▶ **The task**
The answer is to be an exact copy of the lines below running from the line with "let (result, ())" down to the line with "Some(ScanEvent::Ended) | None", both ends included, and nothing more.

Extracted records:
[Start of section]
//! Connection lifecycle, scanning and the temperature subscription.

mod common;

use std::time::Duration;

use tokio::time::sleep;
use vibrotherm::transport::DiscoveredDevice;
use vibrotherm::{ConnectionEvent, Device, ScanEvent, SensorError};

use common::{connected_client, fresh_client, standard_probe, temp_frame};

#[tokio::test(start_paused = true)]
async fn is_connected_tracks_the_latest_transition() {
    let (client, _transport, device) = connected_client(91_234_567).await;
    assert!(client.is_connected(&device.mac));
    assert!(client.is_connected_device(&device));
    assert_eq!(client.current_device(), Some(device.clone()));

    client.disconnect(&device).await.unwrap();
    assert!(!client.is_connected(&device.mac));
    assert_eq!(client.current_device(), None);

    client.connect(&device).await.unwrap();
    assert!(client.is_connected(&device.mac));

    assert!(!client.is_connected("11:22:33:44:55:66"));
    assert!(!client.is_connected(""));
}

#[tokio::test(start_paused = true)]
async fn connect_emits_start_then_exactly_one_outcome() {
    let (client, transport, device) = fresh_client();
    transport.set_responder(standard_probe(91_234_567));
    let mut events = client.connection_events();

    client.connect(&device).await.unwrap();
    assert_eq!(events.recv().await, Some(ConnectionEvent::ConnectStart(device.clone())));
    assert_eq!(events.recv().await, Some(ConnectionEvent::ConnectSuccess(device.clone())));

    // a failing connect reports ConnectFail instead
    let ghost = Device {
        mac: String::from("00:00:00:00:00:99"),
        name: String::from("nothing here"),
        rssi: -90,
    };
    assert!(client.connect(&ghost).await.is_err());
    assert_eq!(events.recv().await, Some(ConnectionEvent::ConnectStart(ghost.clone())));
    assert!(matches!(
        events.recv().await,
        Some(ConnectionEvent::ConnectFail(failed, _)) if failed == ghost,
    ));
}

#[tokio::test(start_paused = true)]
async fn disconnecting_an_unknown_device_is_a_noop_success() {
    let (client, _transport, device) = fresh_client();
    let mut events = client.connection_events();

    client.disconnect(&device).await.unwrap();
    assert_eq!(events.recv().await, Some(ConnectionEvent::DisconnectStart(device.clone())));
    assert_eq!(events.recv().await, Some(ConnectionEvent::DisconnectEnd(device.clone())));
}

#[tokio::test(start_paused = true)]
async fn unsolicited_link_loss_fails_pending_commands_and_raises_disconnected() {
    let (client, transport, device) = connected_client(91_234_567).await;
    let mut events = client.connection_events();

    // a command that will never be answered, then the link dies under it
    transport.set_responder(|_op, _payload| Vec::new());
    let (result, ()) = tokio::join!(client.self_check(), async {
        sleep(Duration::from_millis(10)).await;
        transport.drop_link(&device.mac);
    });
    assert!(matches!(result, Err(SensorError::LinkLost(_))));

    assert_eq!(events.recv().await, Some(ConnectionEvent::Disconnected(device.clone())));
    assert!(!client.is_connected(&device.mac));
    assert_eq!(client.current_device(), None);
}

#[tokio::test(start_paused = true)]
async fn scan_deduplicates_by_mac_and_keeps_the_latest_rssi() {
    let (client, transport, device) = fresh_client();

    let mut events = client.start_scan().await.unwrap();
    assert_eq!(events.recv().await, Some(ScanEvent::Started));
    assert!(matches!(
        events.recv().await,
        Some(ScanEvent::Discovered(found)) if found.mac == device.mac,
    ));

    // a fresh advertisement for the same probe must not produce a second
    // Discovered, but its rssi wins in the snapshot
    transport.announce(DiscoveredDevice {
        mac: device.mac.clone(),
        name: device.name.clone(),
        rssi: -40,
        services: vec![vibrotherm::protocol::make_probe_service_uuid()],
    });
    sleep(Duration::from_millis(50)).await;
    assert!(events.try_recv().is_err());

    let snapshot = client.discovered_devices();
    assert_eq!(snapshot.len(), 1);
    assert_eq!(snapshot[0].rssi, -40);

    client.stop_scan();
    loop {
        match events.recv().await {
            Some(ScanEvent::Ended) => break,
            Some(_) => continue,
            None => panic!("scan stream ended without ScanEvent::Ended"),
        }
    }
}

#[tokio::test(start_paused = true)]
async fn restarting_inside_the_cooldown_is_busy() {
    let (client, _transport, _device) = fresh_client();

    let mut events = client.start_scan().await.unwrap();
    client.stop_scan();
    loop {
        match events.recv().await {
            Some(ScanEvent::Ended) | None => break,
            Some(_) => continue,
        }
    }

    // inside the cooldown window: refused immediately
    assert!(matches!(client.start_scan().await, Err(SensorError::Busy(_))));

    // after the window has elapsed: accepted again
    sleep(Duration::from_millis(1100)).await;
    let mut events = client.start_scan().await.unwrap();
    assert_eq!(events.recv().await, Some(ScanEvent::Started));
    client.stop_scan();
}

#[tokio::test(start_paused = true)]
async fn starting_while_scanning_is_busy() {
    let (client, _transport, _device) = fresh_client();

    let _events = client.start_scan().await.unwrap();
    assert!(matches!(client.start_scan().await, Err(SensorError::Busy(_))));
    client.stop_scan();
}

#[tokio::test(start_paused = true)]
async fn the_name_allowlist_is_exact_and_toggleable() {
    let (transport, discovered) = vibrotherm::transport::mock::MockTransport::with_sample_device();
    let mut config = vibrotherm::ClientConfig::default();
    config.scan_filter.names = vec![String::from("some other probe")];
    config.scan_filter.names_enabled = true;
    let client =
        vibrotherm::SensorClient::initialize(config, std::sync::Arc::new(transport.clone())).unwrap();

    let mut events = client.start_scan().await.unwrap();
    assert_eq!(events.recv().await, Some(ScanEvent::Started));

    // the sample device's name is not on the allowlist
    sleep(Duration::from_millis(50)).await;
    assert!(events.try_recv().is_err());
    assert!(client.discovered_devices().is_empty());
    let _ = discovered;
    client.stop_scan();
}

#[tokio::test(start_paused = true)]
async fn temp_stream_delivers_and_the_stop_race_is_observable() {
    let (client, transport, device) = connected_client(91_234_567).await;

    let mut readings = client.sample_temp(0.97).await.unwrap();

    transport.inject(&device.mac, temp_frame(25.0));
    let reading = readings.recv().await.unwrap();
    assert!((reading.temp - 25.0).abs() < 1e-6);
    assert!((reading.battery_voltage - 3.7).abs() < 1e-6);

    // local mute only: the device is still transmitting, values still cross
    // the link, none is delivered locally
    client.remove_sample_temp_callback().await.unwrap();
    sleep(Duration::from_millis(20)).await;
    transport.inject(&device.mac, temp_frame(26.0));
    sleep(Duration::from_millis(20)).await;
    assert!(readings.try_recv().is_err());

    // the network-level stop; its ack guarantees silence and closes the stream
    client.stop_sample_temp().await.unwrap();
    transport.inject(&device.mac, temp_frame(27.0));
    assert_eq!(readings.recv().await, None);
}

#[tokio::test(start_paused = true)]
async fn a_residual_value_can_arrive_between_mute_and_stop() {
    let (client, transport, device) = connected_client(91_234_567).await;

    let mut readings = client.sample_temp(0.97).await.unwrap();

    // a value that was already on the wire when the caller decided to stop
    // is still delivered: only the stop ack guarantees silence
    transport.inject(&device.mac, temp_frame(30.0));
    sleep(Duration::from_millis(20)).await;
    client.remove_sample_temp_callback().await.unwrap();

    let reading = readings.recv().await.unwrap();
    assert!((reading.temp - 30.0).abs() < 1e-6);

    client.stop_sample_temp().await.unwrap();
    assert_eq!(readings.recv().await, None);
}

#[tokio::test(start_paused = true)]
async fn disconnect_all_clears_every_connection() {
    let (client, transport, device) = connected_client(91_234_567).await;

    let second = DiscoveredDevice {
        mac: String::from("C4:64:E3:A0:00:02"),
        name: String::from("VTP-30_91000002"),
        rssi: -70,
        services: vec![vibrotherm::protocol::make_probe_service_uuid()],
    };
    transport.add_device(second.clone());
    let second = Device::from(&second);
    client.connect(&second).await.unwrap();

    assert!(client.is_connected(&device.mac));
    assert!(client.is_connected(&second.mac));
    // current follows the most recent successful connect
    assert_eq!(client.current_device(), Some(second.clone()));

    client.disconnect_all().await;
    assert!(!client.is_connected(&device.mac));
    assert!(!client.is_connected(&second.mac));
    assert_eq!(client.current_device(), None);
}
[End of section]
▶ **Solution below**
    let (result, ()) = tokio::join!(client.self_check(), async {
        sleep(Duration::from_millis(10)).await;
        transport.drop_link(&device.mac);
    });
    assert!(matches!(result, Err(SensorError::LinkLost(_))));

    assert_eq!(events.recv().await, Some(ConnectionEvent::Disconnected(device.clone())));
    assert!(!client.is_connected(&device.mac));
    assert_eq!(client.current_device(), None);
}

#[tokio::test(start_paused = true)]
async fn scan_deduplicates_by_mac_and_keeps_the_latest_rssi() {
    let (client, transport, device) = fresh_client();

    let mut events = client.start_scan().await.unwrap();
    assert_eq!(events.recv().await, Some(ScanEvent::Started));
    assert!(matches!(
        events.recv().await,
        Some(ScanEvent::Discovered(found)) if found.mac == device.mac,
    ));

    // a fresh advertisement for the same probe must not produce a second
    // Discovered, but its rssi wins in the snapshot
    transport.announce(DiscoveredDevice {
        mac: device.mac.clone(),
        name: device.name.clone(),
        rssi: -40,
        services: vec![vibrotherm::protocol::make_probe_service_uuid()],
    });
    sleep(Duration::from_millis(50)).await;
    assert!(events.try_recv().is_err());

    let snapshot = client.discovered_devices();
    assert_eq!(snapshot.len(), 1);
    assert_eq!(snapshot[0].rssi, -40);

    client.stop_scan();
    loop {
        match events.recv().await {
            Some(ScanEvent::Ended) => break,
            Some(_) => continue,
            None => panic!("scan stream ended without ScanEvent::Ended"),
        }
    }
}

#[tokio::test(start_paused = true)]
async fn restarting_inside_the_cooldown_is_busy() {
    let (client, _transport, _device) = fresh_client();

    let mut events = client.start_scan().await.unwrap();
    client.stop_scan();
    loop {
        match events.recv().await {
            Some(ScanEvent::Ended) | None => break,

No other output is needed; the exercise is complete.